I had been wanting to reduce the number of passwords I have to keep track of for all of the various web applications and forums that require me to have them. I have used Schneier's Password Safe for years now and find it nice, but not portable to other platforms (e.g. mac/linux). Even moving between different PCs is difficult because it requires keeping my password safe database in synchrony. Of course, several browsers have the ability to store passwords with a "master password", but I have several objections to them. First, they are part of the browser's stack, so I have to trust that my browser and the web applications I use won't result in an opportunity for malware to exploit a client-side bug to steal my passwords. Second, they don't tend to work well when moving from machine to machine, so there's a synchrony problem. So, I am always on the lookout for a good alternative. Perhaps one day an authentication system like Info Cards will become a reality in the consumer-space ...

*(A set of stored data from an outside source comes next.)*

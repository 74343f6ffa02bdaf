//! Directory-level import over a bounded worker pool.

use anyhow::{anyhow, Result};
use crossbeam_channel::{bounded, unbounded};
use serde::Serialize;
use std::path::{Path, PathBuf};
use std::sync::atomic::{AtomicBool, Ordering};
use std::sync::Arc;
use std::thread;
use std::time::Instant;

use super::{FileOutcome, ImportFile};
use crate::error::ImportError;
use crate::scanner::discover_files;

#[derive(Debug, Clone, Default, PartialEq, Eq, Serialize)]
pub struct BatchSummary {
    /// Files found under the root
    pub total: usize,
    pub imported: usize,
    pub existing: usize,
    pub skipped: usize,
    pub failed: usize,
    pub cancelled: bool,
}

impl BatchSummary {
    fn record(&mut self, path: &Path, result: Result<FileOutcome, ImportError>) {
        match result {
            Ok(FileOutcome::Imported) => self.imported += 1,
            Ok(FileOutcome::Existing) => self.existing += 1,
            Ok(FileOutcome::Skipped) => self.skipped += 1,
            Err(e) => {
                self.failed += 1;
                tracing::error!(path = %path.display(), stage = e.stage(), error = %e, "Failed to import file");
            }
        }
    }

    pub fn processed(&self) -> usize {
        self.imported + self.existing + self.skipped + self.failed
    }
}

pub struct BatchRunner {
    workers: usize,
    cancel: Option<Arc<AtomicBool>>,
}

impl BatchRunner {
    pub fn new(workers: usize) -> Self {
        Self {
            workers: workers.max(1),
            cancel: None,
        }
    }

    /// Stop handing out files once `flag` is set. Files already in a worker's
    /// hands run to completion.
    pub fn with_cancel_flag(mut self, flag: Arc<AtomicBool>) -> Self {
        self.cancel = Some(flag);
        self
    }

    fn is_cancelled(&self) -> bool {
        self.cancel
            .as_ref()
            .map(|c| c.load(Ordering::SeqCst))
            .unwrap_or(false)
    }

    /// Import `root`. A single file's failure is returned as the error; under a
    /// directory, failures are logged and counted and the batch still succeeds.
    pub fn run(&self, root: &Path, importer: &dyn ImportFile) -> Result<BatchSummary> {
        if !root.is_dir() {
            let mut summary = BatchSummary {
                total: 1,
                ..Default::default()
            };
            match importer.import_file(root)? {
                FileOutcome::Imported => summary.imported = 1,
                FileOutcome::Existing => summary.existing = 1,
                FileOutcome::Skipped => summary.skipped = 1,
            }
            return Ok(summary);
        }

        let start = Instant::now();
        let files = discover_files(root)?;
        let total = files.len();
        tracing::info!(root = %root.display(), files = total, workers = self.workers, "Starting batch import");

        let (job_tx, job_rx) = bounded::<PathBuf>(self.workers);
        let (result_tx, result_rx) = unbounded::<(PathBuf, Result<FileOutcome, ImportError>)>();

        let mut summary = thread::scope(|s| {
            for _ in 0..self.workers {
                let job_rx = job_rx.clone();
                let result_tx = result_tx.clone();
                s.spawn(move || {
                    for path in job_rx.iter() {
                        if self.is_cancelled() {
                            break;
                        }
                        let result = importer.import_file(&path);
                        if result_tx.send((path, result)).is_err() {
                            break;
                        }
                    }
                });
            }
            // Workers hold the only remaining handles
            drop(job_rx);
            drop(result_tx);

            let collector = s.spawn(move || {
                let mut summary = BatchSummary::default();
                for (path, result) in result_rx.iter() {
                    summary.record(&path, result);
                }
                summary
            });

            for path in files {
                if self.is_cancelled() {
                    tracing::info!("Batch import cancelled");
                    break;
                }
                if job_tx.send(path).is_err() {
                    break;
                }
            }
            drop(job_tx);

            collector
                .join()
                .map_err(|_| anyhow!("import result collector panicked"))
        })?;

        summary.total = total;
        summary.cancelled = self.is_cancelled();
        tracing::info!(
            root = %root.display(),
            total,
            imported = summary.imported,
            existing = summary.existing,
            skipped = summary.skipped,
            failed = summary.failed,
            elapsed_ms = start.elapsed().as_millis() as u64,
            "Finished batch import"
        );
        Ok(summary)
    }
}
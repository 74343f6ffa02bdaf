use anyhow::{anyhow, bail, Context, Result};
use serde_json::{Map, Value};
use std::path::{Path, PathBuf};
use std::process::Command;

use super::metadata::{mime_for_extension, normalized_extension, parse_exif_datetime};
use super::MetadataExtractor;
use crate::model::{Coordinates, MediaMetadata};

/// Shells out to `exiftool -j -n`, which understands video containers too.
pub struct ExiftoolExtractor {
    binary: PathBuf,
}

impl ExiftoolExtractor {
    pub fn new(binary: &Path) -> Self {
        Self {
            binary: binary.to_path_buf(),
        }
    }
}

impl MetadataExtractor for ExiftoolExtractor {
    fn extract(&self, path: &Path) -> Result<MediaMetadata> {
        let output = Command::new(&self.binary)
            .arg("-j")
            .arg("-n")
            .arg(path)
            .output()
            .with_context(|| format!("running {}", self.binary.display()))?;

        if !output.status.success() {
            bail!(
                "exiftool exited with {}: {}",
                output.status,
                String::from_utf8_lossy(&output.stderr).trim()
            );
        }

        let parsed: Vec<Map<String, Value>> = serde_json::from_slice(&output.stdout)?;
        let fields = parsed
            .into_iter()
            .next()
            .ok_or_else(|| anyhow!("exiftool returned no metadata"))?;

        metadata_from_fields(&fields, path)
    }
}

fn metadata_from_fields(fields: &Map<String, Value>, path: &Path) -> Result<MediaMetadata> {
    let capture_time = ["DateTimeOriginal", "CreateDate"]
        .into_iter()
        .filter_map(|key| string_field(fields, key))
        .find_map(|s| parse_exif_datetime(&s))
        .ok_or_else(|| anyhow!("file does not contain a valid capture date"))?;

    let ext = string_field(fields, "FileTypeExtension")
        .map(|e| e.to_lowercase())
        .unwrap_or_else(|| normalized_extension(path));

    let mut metadata = MediaMetadata::new(capture_time, &ext);
    metadata.mime_type = string_field(fields, "MIMEType")
        .or_else(|| mime_for_extension(&ext).map(str::to_string));
    metadata.width = fields.get("ImageWidth").and_then(Value::as_u64).map(|w| w as u32);
    metadata.height = fields.get("ImageHeight").and_then(Value::as_u64).map(|h| h as u32);
    metadata.camera_make = string_field(fields, "Make");
    metadata.camera_model = string_field(fields, "Model");
    metadata.keywords = string_field(fields, "Keywords");
    metadata.title = string_field(fields, "Title");

    if let (Some(lat), Some(lng)) = (
        fields.get("GPSLatitude").and_then(Value::as_f64),
        fields.get("GPSLongitude").and_then(Value::as_f64),
    ) {
        let coordinates = Coordinates::new(lat, lng);
        if !coordinates.is_zero() {
            metadata.coordinates = Some(coordinates);
        }
    }

    Ok(metadata)
}

/// Strings, numbers and lists (exiftool emits multi-valued keywords as arrays).
fn string_field(fields: &Map<String, Value>, key: &str) -> Option<String> {
    let s = match fields.get(key)? {
        Value::String(s) => s.trim().to_string(),
        Value::Number(n) => n.to_string(),
        Value::Array(items) => items
            .iter()
            .filter_map(|i| match i {
                Value::String(s) => Some(s.trim().to_string()),
                Value::Number(n) => Some(n.to_string()),
                _ => None,
            })
            .collect::<Vec<_>>()
            .join(", "),
        _ => return None,
    };
    if s.is_empty() {
        None
    } else {
        Some(s)
    }
}
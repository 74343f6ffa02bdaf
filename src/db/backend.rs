//! Storage capability interface.
//!
//! The collection index needs a small set of primitives: point reads, insert-if-absent
//! writes, and a membership write that reports whether the link is new. SQLite
//! satisfies them with unique constraints and aggregate counts; the in-memory
//! store with conditional inserts and atomic counters.

use anyhow::Result;
use chrono::{DateTime, Utc};

use crate::model::{Collection, CollectionKind, CollectionRef, GpxPoint, MediaRecord};

pub trait ArchiveStore: Send + Sync {
    /// Create tables/structures; safe to call on every start.
    fn initialize(&self) -> Result<()>;

    // === Media ===

    /// Fetch a record by id, deleted or not
    fn get_media(&self, id: &str) -> Result<Option<MediaRecord>>;

    /// Insert unless a record with this id exists. Returns true if inserted.
    fn insert_media(&self, record: &MediaRecord) -> Result<bool>;

    /// Append the refs the stored record does not hold yet, as one step.
    /// Returns the updated record, or None if there is no record with this id.
    fn append_collections(
        &self,
        media_id: &str,
        collections: &[CollectionRef],
    ) -> Result<Option<MediaRecord>>;

    /// Set the caption of an active record as one step. None if missing or deleted.
    fn set_caption(&self, id: &str, caption: &str) -> Result<Option<MediaRecord>>;

    /// Soft-delete. Returns false if missing or already deleted.
    fn mark_media_deleted(&self, id: &str, at: DateTime<Utc>) -> Result<bool>;

    // === Collections ===

    /// Create the collection if absent, link the media if not already linked.
    /// Returns true only when the link is new; only then does the count move.
    fn add_membership(&self, media_id: &str, collection: &CollectionRef) -> Result<bool>;

    /// Collection row with its active member count (possibly zero)
    fn get_collection(&self, id: &str) -> Result<Option<Collection>>;

    /// Collections of one type with at least one active member, id descending
    fn list_collections(&self, kind: CollectionKind) -> Result<Vec<Collection>>;

    /// Active members, capture time descending
    fn collection_media(&self, id: &str) -> Result<Vec<MediaRecord>>;

    // === GPX ===

    /// Insert points, ignoring ones whose (timestamp, lat, lng) is stored already.
    /// Returns the number inserted.
    fn insert_gpx_points(&self, points: &[GpxPoint]) -> Result<usize>;

    /// Earliest point with `from <= timestamp <= to`
    fn first_gpx_point_between(
        &self,
        from: DateTime<Utc>,
        to: DateTime<Utc>,
    ) -> Result<Option<GpxPoint>>;

    /// Latest point with `from <= timestamp <= to`
    fn last_gpx_point_between(
        &self,
        from: DateTime<Utc>,
        to: DateTime<Utc>,
    ) -> Result<Option<GpxPoint>>;
}
use anyhow::Result;
use chrono::{DateTime, Duration, Utc};
use std::sync::Arc;

use crate::db::ArchiveStore;
use crate::model::GpxPoint;

pub trait NearestPointQuery: Send + Sync {
    /// Closest stored track point within the boundary, if any.
    fn nearest(&self, t: DateTime<Utc>) -> Result<Option<GpxPoint>>;
}

pub struct NearestPointResolver {
    db: Arc<dyn ArchiveStore>,
    boundary: Duration,
}

impl NearestPointResolver {
    pub fn new(db: Arc<dyn ArchiveStore>, hours_boundary: i64) -> Self {
        Self {
            db,
            boundary: Duration::hours(hours_boundary),
        }
    }
}

impl NearestPointQuery for NearestPointResolver {
    fn nearest(&self, t: DateTime<Utc>) -> Result<Option<GpxPoint>> {
        let future = self.db.first_gpx_point_between(t, t + self.boundary)?;
        let past = self.db.last_gpx_point_between(t - self.boundary, t)?;

        // Equal distances go to the future point
        Ok(match (future, past) {
            (Some(f), Some(p)) => {
                if f.timestamp - t <= t - p.timestamp {
                    Some(f)
                } else {
                    Some(p)
                }
            }
            (future, past) => future.or(past),
        })
    }
}

#[cfg(test)]
mod tests {
    use super::*;
    use crate::db::Database;
    use chrono::TimeZone;

    fn t() -> DateTime<Utc> {
        Utc.with_ymd_and_hms(2022, 1, 28, 12, 0, 0).unwrap()
    }

    fn resolver(offsets_hours: &[i64], boundary: i64) -> NearestPointResolver {
        let db = Arc::new(Database::in_memory());
        let points: Vec<_> = offsets_hours
            .iter()
            .map(|h| GpxPoint::new(t() + Duration::hours(*h), *h as f64, 1.0))
            .collect();
        db.insert_gpx_points(&points).unwrap();
        NearestPointResolver::new(db, boundary)
    }

    #[test]
    fn test_closer_future_point_wins() {
        let found = resolver(&[-2, 1], 5).nearest(t()).unwrap().unwrap();
        assert_eq!(found.timestamp, t() + Duration::hours(1));
    }

    #[test]
    fn test_closer_past_point_wins() {
        let found = resolver(&[-1, 3], 5).nearest(t()).unwrap().unwrap();
        assert_eq!(found.timestamp, t() - Duration::hours(1));
    }

    #[test]
    fn test_past_only() {
        let found = resolver(&[-2], 2).nearest(t()).unwrap().unwrap();
        assert_eq!(found.timestamp, t() - Duration::hours(2));
    }

    #[test]
    fn test_nothing_within_boundary() {
        assert!(resolver(&[3], 2).nearest(t()).unwrap().is_none());
    }

    #[test]
    fn test_exact_tie_goes_to_future() {
        let found = resolver(&[-2, 2], 5).nearest(t()).unwrap().unwrap();
        assert_eq!(found.timestamp, t() + Duration::hours(2));
    }
}
pub mod discovery;
pub mod exiftool;
pub mod hashing;
pub mod metadata;
pub mod thumbnails;

use anyhow::Result;
use std::path::Path;

use crate::model::{MediaMetadata, MediaRecord, Thumbnails};

pub use discovery::{discover_files, has_extension};
pub use exiftool::ExiftoolExtractor;
pub use hashing::content_digest;
pub use metadata::ExifExtractor;
pub use thumbnails::ImageResizer;

/// Reads capture time, coordinates and descriptive fields from a staged file.
pub trait MetadataExtractor: Send + Sync {
    fn extract(&self, path: &Path) -> Result<MediaMetadata>;
}

/// Produces the small/medium/large raster variants of a staged file.
///
/// `Ok(None)` means the media type has no raster variants (video).
pub trait Resizer: Send + Sync {
    fn resize(&self, source: &Path, record: &MediaRecord) -> Result<Option<Thumbnails>>;
}
//! Rewrites GPX timestamps to local wall-clock time.
//!
//! A normalized point's timestamp carries the local clock reading at the
//! point's position, tagged as UTC. Photo capture times are stored the same
//! way, so nearest-point queries compare plain instants.

use anyhow::{Context, Result};
use chrono::{DateTime, Duration, Timelike, Utc};
use std::collections::HashMap;
use std::sync::Arc;

use crate::geocode::LookupTimezone;
use crate::model::{Coordinates, GpxPoint};

pub struct TrackNormalizer {
    timezone: Arc<dyn LookupTimezone>,
}

/// Hour of day of `t`, so a track never needs more than 24 bucket lookups
fn hour_bucket(t: &DateTime<Utc>) -> u32 {
    t.hour()
}

/// `t` re-expressed as the wall-clock time in `tz_name`, still tagged UTC.
pub fn to_local(t: DateTime<Utc>, tz_name: &str) -> Result<DateTime<Utc>> {
    let tz = jiff::tz::TimeZone::get(tz_name)
        .with_context(|| format!("unknown timezone {}", tz_name))?;
    let instant = jiff::Timestamp::from_second(t.timestamp())?;
    let offset = instant.to_zoned(tz).offset().seconds();
    Ok(t + Duration::seconds(i64::from(offset)))
}

impl TrackNormalizer {
    pub fn new(timezone: Arc<dyn LookupTimezone>) -> Self {
        Self { timezone }
    }

    fn lookup(&self, coords: Coordinates, t: DateTime<Utc>) -> Result<String> {
        let tz = self.timezone.lookup_timezone(coords, t)?;
        tracing::debug!(lat = coords.lat, lng = coords.lng, time = %t, timezone = %tz, "Looked up track timezone");
        Ok(tz)
    }

    /// Normalize a track's points. `points` must be in timestamp order.
    pub fn normalize(&self, points: Vec<GpxPoint>) -> Result<Vec<GpxPoint>> {
        let (Some(first), Some(last)) = (points.first(), points.last()) else {
            return Ok(points);
        };

        let first_tz = self.lookup(first.coordinates, first.timestamp)?;
        // A track that ends where it started needs no second lookup
        let last_tz = if last.coordinates == first.coordinates {
            first_tz.clone()
        } else {
            self.lookup(last.coordinates, last.timestamp)?
        };

        if first_tz == last_tz {
            return points
                .into_iter()
                .map(|p| apply(p, &first_tz))
                .collect();
        }

        tracing::info!(from = %first_tz, to = %last_tz, "Track crosses timezones");

        let mut buckets: HashMap<u32, String> = HashMap::new();
        buckets.insert(hour_bucket(&first.timestamp), first_tz);
        buckets
            .entry(hour_bucket(&last.timestamp))
            .or_insert(last_tz);

        let mut normalized = Vec::with_capacity(points.len());
        for point in points {
            let bucket = hour_bucket(&point.timestamp);
            let tz = match buckets.get(&bucket) {
                Some(tz) => tz.clone(),
                None => {
                    let tz = self.lookup(point.coordinates, point.timestamp)?;
                    buckets.insert(bucket, tz.clone());
                    tz
                }
            };
            normalized.push(apply(point, &tz)?);
        }
        Ok(normalized)
    }
}

fn apply(mut point: GpxPoint, tz: &str) -> Result<GpxPoint> {
    point.timestamp = to_local(point.timestamp, tz)?;
    point.timezone = Some(tz.to_string());
    Ok(point)
}

#[cfg(test)]
mod tests {
    use super::*;
    use chrono::TimeZone;
    use std::sync::atomic::{AtomicUsize, Ordering};

    const SPAIN: (f64, f64) = (11.2222222222, -1.2222222222);
    const LUSAKA: (f64, f64) = (22.2222222222, -3.2222222222);
    const UK: (f64, f64) = (53.8700189722222, -1.561703);

    /// Answers by fixed test coordinates and counts calls.
    #[derive(Default)]
    struct FixedZones {
        calls: AtomicUsize,
    }

    impl LookupTimezone for FixedZones {
        fn lookup_timezone(&self, coords: Coordinates, _t: DateTime<Utc>) -> Result<String> {
            self.calls.fetch_add(1, Ordering::SeqCst);
            let zone = if (coords.lat, coords.lng) == SPAIN {
                "Europe/Madrid"
            } else if (coords.lat, coords.lng) == LUSAKA {
                "Africa/Lusaka"
            } else {
                "Europe/London"
            };
            Ok(zone.to_string())
        }
    }

    fn point(t: DateTime<Utc>, at: (f64, f64)) -> GpxPoint {
        GpxPoint::new(t, at.0, at.1)
    }

    fn jan(hour: u32) -> DateTime<Utc> {
        Utc.with_ymd_and_hms(2022, 1, 28, hour, 0, 0).unwrap()
    }

    #[test]
    fn test_single_timezone_track() {
        let normalizer = TrackNormalizer::new(Arc::new(FixedZones::default()));
        let out = normalizer
            .normalize(vec![point(jan(12), SPAIN), point(jan(19), SPAIN)])
            .unwrap();

        assert_eq!(out[0].timestamp, jan(13));
        assert_eq!(out[1].timestamp, jan(20));
        assert!(out.iter().all(|p| p.timezone.as_deref() == Some("Europe/Madrid")));
    }

    #[test]
    fn test_track_crossing_timezones() {
        let normalizer = TrackNormalizer::new(Arc::new(FixedZones::default()));
        let out = normalizer
            .normalize(vec![point(jan(12), LUSAKA), point(jan(19), SPAIN)])
            .unwrap();

        assert_eq!(out[0].timestamp, jan(14));
        assert_eq!(out[0].timezone.as_deref(), Some("Africa/Lusaka"));
        assert_eq!(out[1].timestamp, jan(20));
        assert_eq!(out[1].timezone.as_deref(), Some("Europe/Madrid"));
    }

    #[test]
    fn test_daylight_saving_applies() {
        let normalizer = TrackNormalizer::new(Arc::new(FixedZones::default()));
        let t = Utc.with_ymd_and_hms(2022, 6, 10, 14, 0, 0).unwrap();
        let out = normalizer.normalize(vec![point(t, UK)]).unwrap();

        assert_eq!(out[0].timestamp, Utc.with_ymd_and_hms(2022, 6, 10, 15, 0, 0).unwrap());
        assert_eq!(out[0].timezone.as_deref(), Some("Europe/London"));
    }

    #[test]
    fn test_loop_track_does_one_lookup() {
        let zones = Arc::new(FixedZones::default());
        let normalizer = TrackNormalizer::new(zones.clone());
        let points: Vec<_> = (0..500)
            .map(|i| point(jan(8) + Duration::seconds(i * 30), if i % 2 == 0 { SPAIN } else { (11.3, -1.3) }))
            .chain(std::iter::once(point(jan(18), SPAIN)))
            .collect();

        normalizer.normalize(points).unwrap();
        assert_eq!(zones.calls.load(Ordering::SeqCst), 1);
    }

    #[test]
    fn test_same_zone_endpoints_skip_per_point_lookups() {
        let zones = Arc::new(FixedZones::default());
        let normalizer = TrackNormalizer::new(zones.clone());
        let points: Vec<_> = (0..1000)
            .map(|i| point(jan(0) + Duration::minutes(i), UK))
            .chain(std::iter::once(point(jan(23), (53.9, -1.6))))
            .collect();

        normalizer.normalize(points).unwrap();
        assert_eq!(zones.calls.load(Ordering::SeqCst), 2);
    }

    #[test]
    fn test_crossing_track_looks_up_once_per_hour_bucket() {
        let zones = Arc::new(FixedZones::default());
        let normalizer = TrackNormalizer::new(zones.clone());
        // 10:00 to 15:59, one point a minute: six hour buckets
        let points: Vec<_> = (0..360)
            .map(|i| {
                let at = if i < 180 { LUSAKA } else { SPAIN };
                point(jan(10) + Duration::minutes(i), at)
            })
            .collect();

        let out = normalizer.normalize(points).unwrap();
        assert_eq!(out.len(), 360);
        // First and last seed their buckets; four more hours need a lookup each
        assert_eq!(zones.calls.load(Ordering::SeqCst), 6);
    }

    #[test]
    fn test_multi_day_crossing_track_is_bounded_by_hours_of_day() {
        let zones = Arc::new(FixedZones::default());
        let normalizer = TrackNormalizer::new(zones.clone());
        // Three days, one point every 30 minutes
        let n = 3 * 48;
        let points: Vec<_> = (0..n)
            .map(|i| {
                let at = if i < n / 2 { LUSAKA } else { SPAIN };
                point(jan(0) + Duration::minutes(30 * i), at)
            })
            .collect();

        let out = normalizer.normalize(points).unwrap();
        assert_eq!(out.len(), n as usize);
        assert_eq!(zones.calls.load(Ordering::SeqCst), 24);
        // 10:00 on day three reuses the bucket looked up on day one
        assert_eq!(out[2 * 48 + 20].timezone.as_deref(), Some("Africa/Lusaka"));
    }
}
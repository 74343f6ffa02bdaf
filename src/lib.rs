//! Kura: a personal media archive.
//!
//! Media files are identified by content digest, copied into a media store,
//! enriched with thumbnails and a resolved location, and grouped into derived
//! collections (month, day, camera, place, hashtag). GPX tracks supply
//! locations for photos that carry no coordinates of their own.

pub mod app;
pub mod config;
pub mod db;
pub mod error;
pub mod geocode;
pub mod import;
pub mod index;
pub mod logging;
pub mod model;
pub mod notify;
pub mod scanner;
pub mod storage;
pub mod track;

pub use app::Archive;
pub use config::Config;
pub use error::ImportError;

So, when I first stumbled upon Password Maker, an open source password management tool, I wanted to like it. How does it work? From their description:
You provide PASSWORDMAKER two pieces of information: a "master password" -- that one, single password you like -- and the URL of the website requiring a password. Through the magic of one-way hash algorithms, PASSWORDMAKER calculates a message digest, also known as a digital fingerprint, which can be used as your password for the website. Although one-way hash algorithms have a number of interesting characteristics, the one capitalized by PASSWORDMAKER is that the resulting fingerprint (password) does "not reveal anything about the input that was used to generate it." 1 In other words, if someone has one or more of your generated passwords, it is computationally infeasible for him to derive your master password or to calculate your other passwords. Computationally infeasible means even computers like this won't help!
But, as I said: "I wanted to like it." After all, there is nothing that has to be stored ever-- you just have to remember the main password and the algorithm does the rest. There is nothing that has to be installed directly into the browser (unless you want to), not too mention it's very portable from platform to platform. And since there is no password database or safe to move around, there's no synchronization problem-- the site specific passwords are re-created on the fly. It sounds like a panacea. In the algorithm, the URL essentially becomes a salt with the master password as the hash input. The resulting hash [sha1 (master password + URL)] is the new site-specific password. It sounded like a great solution, but I have a couple potentially show-stopping concerns over it.
  1. There are varying opinions, but it is a prudent idea to keep salt values secret. If the salt value becomes known, a rainbow table could be constructed that employs the random password key-space concatenated with the salt. Granted, it might take somebody several days to create the rainbow tables, but it could be done-- especially if there were economic incentives to do so. Imagine that an adversary targets the intersection of MySpace and Paypal users, also assuming (of course) that this Password Maker is at least somewhat popular. Sprinkle in some phishing, XSS, or whatever is needed today to capture some MySpace passwords (which are of considerably lower value than, say, PayPal) to compare against the rainbow tables, and ... Voila ... the adversary now has the master password to input into the Password Maker's scheme to get to access to PayPal.
  2. I am not a mathematical/theoretical cryptographer, but I know better than to take the mathematics in cryptographic hash functions for granted. There has not been much research in hashing hash values, at least not much that has entered the mainstream. And as such, it may be possible to create mathematical shortcuts or trapdoors when hashing the hash values, at least potentially with certain types of input. That is not to be taken lightly. I would not build any critical security system on top of such a mechanism until there was extensive peer review literature proclaiming it a safe practice (also read the section entitled "Amateur Cryptographer" of this Computer World article).
In summary, the Password Maker is an intriguing idea, perhaps even novel, but I wouldn't use it for passwords that get you access to anything of high value. For mundane sites (ones where a compromised password is not a huge deal), it's probably a decent way to manage passwords, keeping separate passwords for each site.

Tuesday, December 4, 2007

Client Software Update Mechanisms

It's 2007. Even the SANS Top 20 list has client-side applications as being a top priority. Simply put, organizations have figured out how to patch their Microsoft products, using one of the myriad of automated tools out there. Now it's all the apps that are in the browser stack in some way or another that are getting the attention ... and the patches.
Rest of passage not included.